D.- Naissance de groupes de réflexions sur l’e-santé

Nous relevons à plusieurs reprises dans ce travail de recherche les caractéristiques multiples à tous les niveaux qui entourent les informations de santé sur le web : quantité exponentielle, producteurs variés, très grand nombre d’usagers, sources diversifiées, etc. Pas toujours convergentes et « potentiellement conflictuelles », ces informations sont produites par une « modernité réflexive », puis consommées par des non professionnels de la santé qui les trient chacun à leur manière, se les réapproprient et les adaptent à leur propre besoin [Hardey, 2004]. Dans cette diversité, un intérêt commun pour l’information de santé numérique a réussi à fédérer des acteurs de différentes disciplines et de cultures hétérogènes.

Aussitôt apparus sur le web, les informations de santé ont rassemblé des « animateurs de sites » du monde entier, et nous avons déjà évoqué précédemment que l’amélioration des informations mises en ligne était l’un des principaux ordres du jour de cette réunion. Il s’agit du congrès organisé par l’IHC les 5 et 6 octobre 1998 aux États-Unis. Avec près de 200 participants, anglo-saxons dans leur quasi-totalité, seulement deux francophones étaient présents à ce rassemblement et aucun français n’y avait assisté. Le Dr Daniel Désir, co-responsable du site web de l’Hôpital Érasme de Bruxelles à l’époque, a assisté à cette rencontre pionnière. Il a immédiatement interpellé les éditeurs francophones en ces termes :

« L’Internet ne connaît à ce jour ni frontière, ni barrière, ni censure. Il est dangereux de laisser les Américains capter l’attention de la planète, ouvrir à leur profit les vannes du commerce électronique, exercer à plein leur impérialisme de l’information, sans aucun contrepoids culturel, notamment francophone. Pour cerner ce danger, il faut le connaître, c’est-à-dire saisir toutes les occasions de fréquenter les Internautes et les webmasters

Le deuxième congrès de l’IHC s’est déroulé l’année suivante, le 13 octobre 1999, toujours aux États-Unis avec cette fois-ci la présence d’une française d’origine américaine, Denise Silber, à l’animation d’une table ronde sur la sécurisation des

données de santé transitant via le web. Les autres points forts qui ont marqué cette

rencontre étaient la question de l’éthique, la participation des patients à la prise en charge de leur santé ainsi qu’une question plus particulière à la population américaine, celle du climat de méfiance des patients vis-à-vis des professionnels de santé [Malhuret et Beaumelle, 1999].
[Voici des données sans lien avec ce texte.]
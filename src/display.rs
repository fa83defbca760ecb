//! Console output for the monitor
//!
//! Colour-coded reading, prediction and alert lines, plus the spinner used
//! while the model trains. Output is gated by [`Verbosity`].

use colored::*;
use indicatif::{ProgressBar, ProgressStyle};
use std::time::Duration;

use crate::cli::Verbosity;
use crate::telemetry::{MonitorEvent, Reporter};
use crate::model::TrainingReport;
use crate::types::{AlertRecord, Prediction, Reading};

/// Console reporter
pub struct DisplayManager {
    verbosity: Verbosity,
    show_progress_bars: bool,
}

impl DisplayManager {
    pub fn new(verbosity: Verbosity, show_progress_bars: bool, color_output: bool) -> Self {
        if !color_output {
            colored::control::set_override(false);
        }
        Self {
            verbosity,
            show_progress_bars,
        }
    }

    /// Spinner for model training; hidden when quiet or disabled
    pub fn start_training(&self, n_trees: usize) -> ProgressBar {
        if !(self.show_progress_bars && self.verbosity.show_progress()) {
            return ProgressBar::hidden();
        }

        let pb = ProgressBar::new(n_trees as u64);
        pb.set_style(
            ProgressStyle::default_bar()
                .template("{spinner:.cyan} Training model... [{bar:40.cyan/blue}] {pos}/{len} trees")
                .unwrap_or_else(|_| ProgressStyle::default_bar())
                .progress_chars("=>-"),
        );
        pb.enable_steady_tick(Duration::from_millis(100));
        pb
    }

    /// Show a section heading
    pub fn show_stage(&self, message: &str) {
        if self.verbosity.show_readings() {
            println!("{}", message.bold().cyan());
        }
    }

    /// Print every stored alert row
    pub fn show_alerts(&self, alerts: &[AlertRecord]) {
        println!("{}", self.format_alerts(alerts));
    }

    /// Final line of a run
    pub fn show_complete(&self) {
        println!("{} {}", "✅".green(), "Monitoring complete.".green());
    }

    /// Accuracy line, followed by the seed needed to replay the run
    pub fn format_training(&self, report: &TrainingReport, seed: u64) -> String {
        let mut out = match report.accuracy {
            Some(accuracy) => format!("{} Model trained with accuracy: {:.2}", "✅".green(), accuracy),
            None => format!(
                "{} Model trained (no held-out rows, accuracy unavailable)",
                "✅".green()
            ),
        };
        out.push('\n');
        out.push_str(&format!("   seed: {} (replay with --seed {})", seed, seed).dimmed().to_string());
        if self.verbosity.show_details() {
            out.push('\n');
            out.push_str(
                &format!(
                    "   train rows: {}, test rows: {}",
                    report.train_rows, report.test_rows
                )
                .dimmed()
                .to_string(),
            );
        }
        out
    }

    /// `Data Received` and `Prediction` lines for one reading
    pub fn format_reading(&self, iteration: usize, reading: &Reading, prediction: Prediction) -> String {
        let prefix = if self.verbosity.show_details() {
            format!("[{}] ", iteration)
        } else {
            String::new()
        };
        let label = match prediction {
            Prediction::Disaster => format!("⚠️ {}", prediction).red().bold(),
            Prediction::NoDisaster => format!("✅ {}", prediction).green(),
        };
        format!(
            "\n{}Data Received: {}\nPrediction: {}",
            prefix.dimmed(),
            reading.summary(),
            label
        )
    }

    /// Heading plus one line per stored alert
    pub fn format_alerts(&self, alerts: &[AlertRecord]) -> String {
        let mut lines = vec![format!("\n{}", "📋 Saved disaster alerts:".bold())];
        if alerts.is_empty() && self.verbosity.show_details() {
            lines.push("  (none)".dimmed().to_string());
        }
        lines.extend(alerts.iter().map(|alert| alert.to_string()));
        lines.join("\n")
    }
}

impl Reporter for DisplayManager {
    fn report(&mut self, event: &MonitorEvent) {
        match event {
            MonitorEvent::ModelTrained { report, seed } => {
                if self.verbosity.show_readings() {
                    println!("{}", self.format_training(report, *seed));
                }
            }
            MonitorEvent::ReadingClassified {
                iteration,
                reading,
                prediction,
            } => {
                if self.verbosity.show_readings() {
                    println!("{}", self.format_reading(*iteration, reading, *prediction));
                }
            }
            MonitorEvent::AlertLogged { record } => {
                if self.verbosity.show_readings() {
                    println!(
                        "{} Alert logged to database for {} at {}",
                        "🚨".red(),
                        record.location.bold(),
                        record.timestamp
                    );
                }
            }
            MonitorEvent::RunFinished {
                iterations,
                disasters,
            } => {
                if self.verbosity.show_details() {
                    println!(
                        "\n{}",
                        format!("{} readings, {} disasters", iterations, disasters).dimmed()
                    );
                }
            }
        }
    }
}
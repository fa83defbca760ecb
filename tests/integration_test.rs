//! Integration tests for the disaster monitor
//! 
//! Runs the full train-then-monitor flow against real SQLite stores.

use disaster_monitor::{
    cli::Config,
    execution::{execute_monitoring, train_model},
    monitor::FixedClock,
    store::AlertStore,
    telemetry::{NullReporter, TelemetryCollector},
    Prediction,
};
use tempfile::TempDir;

fn quick_config(iterations: usize, seed: u64) -> Config {
    let mut config = Config::default();
    config.monitor.iterations = iterations;
    config.monitor.delay_ms = 0;
    config.monitor.seed = Some(seed);
    config
}

fn clock() -> FixedClock {
    FixedClock("2024-06-01 12:00:00".to_string())
}

#[tokio::test]
async fn test_store_rows_match_disaster_predictions() {
    let config = quick_config(25, 2024);
    let (forest, _) = train_model(&config, 2024, |_| {}).unwrap();
    let store = AlertStore::open_in_memory().unwrap();
    let mut telemetry = TelemetryCollector::new();

    let summary = execute_monitoring(&config, &forest, &store, clock(), 2024, &mut telemetry)
        .await
        .unwrap();

    assert_eq!(summary.iterations(), 25);
    assert_eq!(store.count().unwrap(), summary.disasters());
    assert_eq!(telemetry.stats().alerts_logged, telemetry.stats().disasters);

    let stored = store.all().unwrap();
    let logged: Vec<_> = summary.alerts().cloned().collect();
    assert_eq!(stored, logged);
}

#[tokio::test]
async fn test_every_prediction_is_binary() {
    let config = quick_config(40, 5);
    let (forest, _) = train_model(&config, 5, |_| {}).unwrap();
    let store = AlertStore::open_in_memory().unwrap();

    let summary = execute_monitoring(&config, &forest, &store, clock(), 5, &mut NullReporter)
        .await
        .unwrap();

    for outcome in &summary.outcomes {
        assert!(Prediction::ALL.contains(&outcome.prediction));
        assert_eq!(outcome.alert.is_some(), outcome.prediction.is_disaster());
    }
}

#[tokio::test]
async fn test_fixed_seed_is_reproducible() {
    let config = quick_config(10, 99);

    let mut runs = Vec::new();
    for _ in 0..2 {
        let (forest, _) = train_model(&config, 99, |_| {}).unwrap();
        let store = AlertStore::open_in_memory().unwrap();
        let mut telemetry = TelemetryCollector::new();
        let summary = execute_monitoring(&config, &forest, &store, clock(), 99, &mut telemetry)
            .await
            .unwrap();
        runs.push((summary, telemetry.predictions()));
    }

    assert_eq!(runs[0], runs[1]);
}

#[tokio::test]
async fn test_zero_iterations_leave_empty_dump() {
    let config = quick_config(0, 1);
    let temp_dir = TempDir::new().unwrap();
    let path = temp_dir.path().join("disaster_alerts.db");

    let (forest, _) = train_model(&config, 1, |_| {}).unwrap();
    let store = AlertStore::open(&path).unwrap();
    let summary = execute_monitoring(&config, &forest, &store, clock(), 1, &mut NullReporter)
        .await
        .unwrap();

    assert_eq!(summary.iterations(), 0);
    assert!(store.all().unwrap().is_empty());
    store.close().unwrap();
}

#[tokio::test]
async fn test_alerts_accumulate_across_runs() {
    let config = quick_config(15, 31);
    let temp_dir = TempDir::new().unwrap();
    let path = temp_dir.path().join("disaster_alerts.db");
    let (forest, _) = train_model(&config, 31, |_| {}).unwrap();

    let mut total = 0;
    for _ in 0..2 {
        let store = AlertStore::open(&path).unwrap();
        let summary = execute_monitoring(&config, &forest, &store, clock(), 31, &mut NullReporter)
            .await
            .unwrap();
        total += summary.disasters();
        assert_eq!(store.count().unwrap(), total);
        store.close().unwrap();
    }
}
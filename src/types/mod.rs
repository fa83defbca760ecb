//! Type definitions module
//! 
//! Readings, predictions and alert records shared by the model, store and monitor loop.

pub mod reading;
pub mod prediction;
pub mod alert;

// Re-export commonly used types
pub use reading::{Reading, SensorRange};
pub use prediction::Prediction;
pub use alert::{AlertRecord, NewAlert};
En France, c’est surtout la qualité de l’information diffusée qui est à l’origine des groupes de réflexion dans le domaine du web de la santé. Ces groupes de réflexion étaient composés de représentants des institutions publiques, des chercheurs scientifiques et académiques, des Ordres professionnels, des établissements de santé publics, des agences de santé telles que l’Anaes, l’Afssaps, le CFES (Comité Français d’Éducation pour la Santé), etc. Toutes ces agences n’existent plus actuellement, nous avons évoqué précédemment le remplacement de l’Anaes par la HAS et de l’Afssaps par l’ANSM. Le CFES est devenu l’Inpes depuis le 4 mars 2002, un établissement public sous tutelle du Ministère de la santé, créé par la loi relative aux droits des malades et à la qualité du système de santé promulguée le même jour [Perrot, 2003]. Les rassemblements faisaient intervenir des « représentants de chartes étrangères » (HON, IHC, etc.) afin de mener des réflexions communes sur la labellisation des sites santé français. À la demande formulée par des offreurs et des financeurs de services sur le web, l’État a organisé ces concertations qui devaient permettre d’aboutir à « la

mise en place d’un cadre – éthique de transparence – pour les sites e-santé » [Carré et

al., 2001].

Des regroupements hétérogènes se forment également entre spécialistes de divers domaines. En octobre 2002, un colloque organisé dans les locaux de l’Hôpital Broussais à Paris sur le rôle des TIC dans la qualité des soins des pathologies chroniques a porté à la connaissance du public l’existence d’InetSanté (Initiative Net Santé), une association sans but lucratif regroupant des acteurs issus de domaines variés : médecins, juristes, représentants de l’industrie pharmaceutique, patients, professionnels de la communication, etc. L’objectif de cette association était de permettre les échanges entre ces différents acteurs et de « devenir une force de proposition » dans le développement des TIC dans le secteur de la santé [InetSanté, 2002]. En 2007, une nouvelle association composée d’acteurs aussi diversifiés est créée. Dénommée AQIS (Association pour la Qualité de l’Internet Santé), elle réunit des associations de patients, des institutions publiques et privées, des professionnels

de différents domaines, etc. L’ambition de l’association AQIS était de permettre aux usagers du web, qu’ils soient professionnels médicaux ou non, d’exploiter pleinement les potentiels d’internet pour échanger des informations de santé et d’accéder à des sources de qualité sur le réseau [AQIS, 2009].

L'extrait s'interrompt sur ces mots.